Singapore Companies
Published February 15, 2007

High-end homes in S'pore not overpriced: CapitaLand chief


PRICES for high-end homes in Singapore are not overdone compared with those in places like London, Hong Kong or parts of the US, given the strong demand from well-off foreigners, says CapitaLand Group president and CEO Liew Mun Leong.

Mr Liew: 'There are so many super-rich billionaires who can park US$10 million without consideration for return, any time'

'You must look at why people are coming here. There are so many super-rich billionaires who can park US$10 million without consideration for return, any time. And these are the people who create momentum for price rise.

'In terms of super-luxury homes, you cannot analyse it logically. You can only analyse it in terms of who are the buyers, what is the comparative pricing and why they're coming here. These are people who own five, six homes all over the world. To park US$10 million to $20 million in Singapore is very safe for them.'

Mr Liew argued that high-end homes in Singapore are not overpriced. Super high-end homes in London are trading at over 4,000 per square foot, or about S$12,000 - four times the $3,000 psf level for Singapore.

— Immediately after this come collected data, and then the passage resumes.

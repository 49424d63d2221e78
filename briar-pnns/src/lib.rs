//! Private nearest-neighbor search over BFV.
//!
//! The server holds a plaintext vector database packed along generalized
//! diagonals; the client sends encrypted, unit-normalized, fixed-point
//! query vectors in a dense-row SIMD packing. A baby-step/giant-step
//! product scores every database vector against every query in
//! `O(sqrt(D))` rotations, and plaintext-CRT composition widens the score
//! range across several plaintext moduli.

#![warn(missing_docs)]
#![deny(rustdoc::broken_intra_doc_links)]

mod error;
mod matrix;
mod mul;
mod pnns;
mod scoring;

pub use error::{PnnsError, Result};
pub use matrix::{
	BabyStepGiantStep, CiphertextMatrix, MatrixDimensions, MatrixPacking, PlaintextMatrix,
	SimdGeometry,
};
pub use mul::{
	bsgs_multiply, evaluation_key_config, extract_dense_row, mul_transpose, DiagonalMatrix,
};
pub use pnns::{
	DistanceMetric, PnnsClient, PnnsConfig, PnnsParameter, PnnsQuery, PnnsResponse, PnnsServer,
	SearchResult, VectorDatabase,
};
pub use scoring::{
	decode_scores, normalize_rows, reduce_signed, scale_and_round, PlaintextCrt,
};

'If you look at Hong Kong, Sun Hung Kai has bought a piece of land with a land cost of about $9,000 psf per plot ratio. It will have to sell at something like $13,000 to $15,000 psf. Still four times more than us.'

In the US market, high-end homes are selling at about US$4,000 psf, he said.

The group yesterday reiterated its plans to have 10 real estate investment trusts (Reits) by 2010. It already has five Reits under its belt and earlier this week announced it will take a 13 per cent stake in a Japanese rental apartment Reit called BLife.

In addition, it has a stake in Hong Kong's Link Reit. The group is being highly sought after as a partner for parties keen on listing Reits, Mr Liew said.

'We want to be selective. We want to make sure we have the right assets, right jurisdictions and right partnerships,' he added.

Mr Liew said potential markets for future Reits by the group would include China, India and Malaysia, while the group's strategy would be to list China Reits onshore as soon as this is allowed, 'so there is a share of participation by the local community'.

Mr Liew indicated that when expanding into a completely new overseas market CapitaLand will tend to venture into serviced apartments first, followed by residential, retail and offices.

'The best way to understand a new market is through serviced apartments. That's why serviced apartments is a business we will never sell - unless you give me a bombshell price,' he said.